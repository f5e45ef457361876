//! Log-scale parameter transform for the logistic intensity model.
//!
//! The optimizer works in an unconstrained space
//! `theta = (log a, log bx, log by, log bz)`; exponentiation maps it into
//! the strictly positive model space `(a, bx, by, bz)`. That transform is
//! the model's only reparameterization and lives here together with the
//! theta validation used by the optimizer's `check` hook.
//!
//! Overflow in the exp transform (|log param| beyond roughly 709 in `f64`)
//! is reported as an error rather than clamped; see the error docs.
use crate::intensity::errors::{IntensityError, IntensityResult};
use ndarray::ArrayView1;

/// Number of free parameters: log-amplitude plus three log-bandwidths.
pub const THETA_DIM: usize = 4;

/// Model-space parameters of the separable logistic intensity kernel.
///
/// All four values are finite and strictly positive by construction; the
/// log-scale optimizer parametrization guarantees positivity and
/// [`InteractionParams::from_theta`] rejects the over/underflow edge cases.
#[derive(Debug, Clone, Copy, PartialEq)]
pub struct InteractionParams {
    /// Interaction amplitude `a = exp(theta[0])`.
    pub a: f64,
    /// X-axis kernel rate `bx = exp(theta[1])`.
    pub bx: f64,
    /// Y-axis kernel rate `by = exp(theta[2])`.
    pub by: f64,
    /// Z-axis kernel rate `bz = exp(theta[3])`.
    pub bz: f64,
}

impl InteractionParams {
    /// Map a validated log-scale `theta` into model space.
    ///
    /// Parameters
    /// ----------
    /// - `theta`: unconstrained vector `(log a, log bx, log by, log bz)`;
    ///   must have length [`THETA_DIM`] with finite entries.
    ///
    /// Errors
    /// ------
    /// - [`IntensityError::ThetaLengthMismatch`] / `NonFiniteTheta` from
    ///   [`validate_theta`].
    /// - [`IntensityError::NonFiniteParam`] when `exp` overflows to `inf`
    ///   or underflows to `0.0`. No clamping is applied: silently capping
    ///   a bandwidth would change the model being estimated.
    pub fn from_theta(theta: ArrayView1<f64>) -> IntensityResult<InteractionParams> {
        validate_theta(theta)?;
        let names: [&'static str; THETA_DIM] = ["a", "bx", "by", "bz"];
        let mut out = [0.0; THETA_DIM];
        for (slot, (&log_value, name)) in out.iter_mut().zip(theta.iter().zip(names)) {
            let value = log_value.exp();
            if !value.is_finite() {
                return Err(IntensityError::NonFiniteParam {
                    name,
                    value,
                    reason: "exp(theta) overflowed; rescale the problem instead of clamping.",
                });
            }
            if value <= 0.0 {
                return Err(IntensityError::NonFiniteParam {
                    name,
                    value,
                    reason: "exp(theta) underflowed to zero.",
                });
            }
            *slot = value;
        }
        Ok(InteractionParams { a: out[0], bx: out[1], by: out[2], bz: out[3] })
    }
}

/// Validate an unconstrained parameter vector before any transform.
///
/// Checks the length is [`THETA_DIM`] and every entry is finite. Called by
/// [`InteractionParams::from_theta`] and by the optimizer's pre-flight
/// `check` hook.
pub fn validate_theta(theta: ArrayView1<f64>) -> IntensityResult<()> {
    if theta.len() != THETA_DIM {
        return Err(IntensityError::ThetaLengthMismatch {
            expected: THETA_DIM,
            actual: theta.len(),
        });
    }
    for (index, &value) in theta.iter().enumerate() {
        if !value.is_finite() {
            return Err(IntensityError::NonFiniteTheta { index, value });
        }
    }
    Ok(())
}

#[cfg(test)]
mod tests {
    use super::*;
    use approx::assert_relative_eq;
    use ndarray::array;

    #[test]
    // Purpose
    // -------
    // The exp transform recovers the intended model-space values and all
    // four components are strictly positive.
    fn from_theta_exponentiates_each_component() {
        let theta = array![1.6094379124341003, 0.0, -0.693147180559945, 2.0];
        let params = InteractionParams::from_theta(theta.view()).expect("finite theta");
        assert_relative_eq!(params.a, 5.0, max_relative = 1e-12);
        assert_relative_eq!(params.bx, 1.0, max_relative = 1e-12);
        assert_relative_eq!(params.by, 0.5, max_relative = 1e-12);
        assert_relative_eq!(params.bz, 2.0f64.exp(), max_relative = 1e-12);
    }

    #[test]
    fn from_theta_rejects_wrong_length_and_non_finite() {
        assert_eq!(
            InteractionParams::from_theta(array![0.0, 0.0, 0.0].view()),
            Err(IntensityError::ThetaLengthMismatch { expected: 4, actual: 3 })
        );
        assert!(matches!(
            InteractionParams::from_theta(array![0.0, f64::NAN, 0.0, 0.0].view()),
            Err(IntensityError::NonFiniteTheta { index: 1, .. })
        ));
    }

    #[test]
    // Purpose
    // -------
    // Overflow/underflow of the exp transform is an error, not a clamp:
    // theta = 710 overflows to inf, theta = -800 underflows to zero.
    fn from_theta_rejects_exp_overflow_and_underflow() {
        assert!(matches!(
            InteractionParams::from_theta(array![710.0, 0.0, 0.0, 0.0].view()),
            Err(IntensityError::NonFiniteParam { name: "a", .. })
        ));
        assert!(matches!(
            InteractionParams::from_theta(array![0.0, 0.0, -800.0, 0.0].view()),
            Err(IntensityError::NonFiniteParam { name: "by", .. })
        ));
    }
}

------------------------------------------------------------

▶ **Exercise objective**:
A verbatim copy of every entry is required.

▶ **Exercise output**:
repository f5e45ef457361876
//! Log-scale parameter transform for the logistic intensity model.
//!
//! The optimizer works in an unconstrained space
//! `theta = (log a, log bx, log by, log bz)`; exponentiation maps it into
//! the strictly positive model space `(a, bx, by, bz)`. That transform is
//! the model's only reparameterization and lives here together with the
//! theta validation used by the optimizer's `check` hook.
//!
//! Overflow in the exp transform (|log param| beyond roughly 709 in `f64`)
//! is reported as an error rather than clamped; see the error docs.
use crate::intensity::errors::{IntensityError, IntensityResult};
use ndarray::ArrayView1;

/// Number of free parameters: log-amplitude plus three log-bandwidths.
pub const THETA_DIM: usize = 4;

/// Model-space parameters of the separable logistic intensity kernel.
///
/// All four values are finite and strictly positive by construction; the
/// log-scale optimizer parametrization guarantees positivity and
/// [`InteractionParams::from_theta`] rejects the over/underflow edge cases.
#[derive(Debug, Clone, Copy, PartialEq)]
pub struct InteractionParams {
    /// Interaction amplitude `a = exp(theta[0])`.
    pub a: f64,
    /// X-axis kernel rate `bx = exp(theta[1])`.
    pub bx: f64,
    /// Y-axis kernel rate `by = exp(theta[2])`.
    pub by: f64,
    /// Z-axis kernel rate `bz = exp(theta[3])`.
    pub bz: f64,
}

impl InteractionParams {
    /// Map a validated log-scale `theta` into model space.
    ///
    /// Parameters
    /// ----------
    /// - `theta`: unconstrained vector `(log a, log bx, log by, log bz)`;
    ///   must have length [`THETA_DIM`] with finite entries.
    ///
    /// Errors
    /// ------
    /// - [`IntensityError::ThetaLengthMismatch`] / `NonFiniteTheta` from
    ///   [`validate_theta`].
    /// - [`IntensityError::NonFiniteParam`] when `exp` overflows to `inf`
    ///   or underflows to `0.0`. No clamping is applied: silently capping
    ///   a bandwidth would change the model being estimated.
    pub fn from_theta(theta: ArrayView1<f64>) -> IntensityResult<InteractionParams> {
        validate_theta(theta)?;
        let names: [&'static str; THETA_DIM] = ["a", "bx", "by", "bz"];
        let mut out = [0.0; THETA_DIM];
        for (slot, (&log_value, name)) in out.iter_mut().zip(theta.iter().zip(names)) {
            let value = log_value.exp();
            if !value.is_finite() {
                return Err(IntensityError::NonFiniteParam {
                    name,
                    value,
                    reason: "exp(theta) overflowed; rescale the problem instead of clamping.",
                });
            }
            if value <= 0.0 {
                return Err(IntensityError::NonFiniteParam {
                    name,
                    value,
                    reason: "exp(theta) underflowed to zero.",
                });
            }
            *slot = value;
        }
        Ok(InteractionParams { a: out[0], bx: out[1], by: out[2], bz: out[3] })
    }
}

/// Validate an unconstrained parameter vector before any transform.
///
/// Checks the length is [`THETA_DIM`] and every entry is finite. Called by
/// [`InteractionParams::from_theta`] and by the optimizer's pre-flight
/// `check` hook.
pub fn validate_theta(theta: ArrayView1<f64>) -> IntensityResult<()> {
    if theta.len() != THETA_DIM {
        return Err(IntensityError::ThetaLengthMismatch {
            expected: THETA_DIM,
            actual: theta.len(),
        });
    }
    for (index, &value) in theta.iter().enumerate() {
        if !value.is_finite() {
            return Err(IntensityError::NonFiniteTheta { index, value });
        }
    }
    Ok(())
}

#[cfg(test)]
mod tests {
    use super::*;
    use approx::assert_relative_eq;
    use ndarray::array;

    #[test]
    // Purpose
    // -------
    // The exp transform recovers the intended model-space values and all
    // four components are strictly positive.
    fn from_theta_exponentiates_each_component() {
        let theta = array![1.6094379124341003, 0.0, -0.693147180559945, 2.0];
        let params = InteractionParams::from_theta(theta.view()).expect("finite theta");
        assert_relative_eq!(params.a, 5.0, max_relative = 1e-12);
        assert_relative_eq!(params.bx, 1.0, max_relative = 1e-12);
        assert_relative_eq!(params.by, 0.5, max_relative = 1e-12);
        assert_relative_eq!(params.bz, 2.0f64.exp(), max_relative = 1e-12);
    }

    #[test]
    fn from_theta_rejects_wrong_length_and_non_finite() {
        assert_eq!(
            InteractionParams::from_theta(array![0.0, 0.0, 0.0].view()),
            Err(IntensityError::ThetaLengthMismatch { expected: 4, actual: 3 })
        );
        assert!(matches!(
            InteractionParams::from_theta(array![0.0, f64::NAN, 0.0, 0.0].view()),
            Err(IntensityError::NonFiniteTheta { index: 1, .. })
        ));
    }

    #[test]
    // Purpose
    // -------
    // Overflow/underflow of the exp transform is an error, not a clamp:
    // theta = 710 overflows to inf, theta = -800 underflows to zero.
    fn from_theta_rejects_exp_overflow_and_underflow() {
        assert!(matches!(
            InteractionParams::from_theta(array![710.0, 0.0, 0.0, 0.0].view()),
            Err(IntensityError::NonFiniteParam { name: "a", .. })
        ));
        assert!(matches!(
            InteractionParams::from_theta(array![0.0, 0.0, -800.0, 0.0].view()),
            Err(IntensityError::NonFiniteParam { name: "by", .. })
        ));
    }
}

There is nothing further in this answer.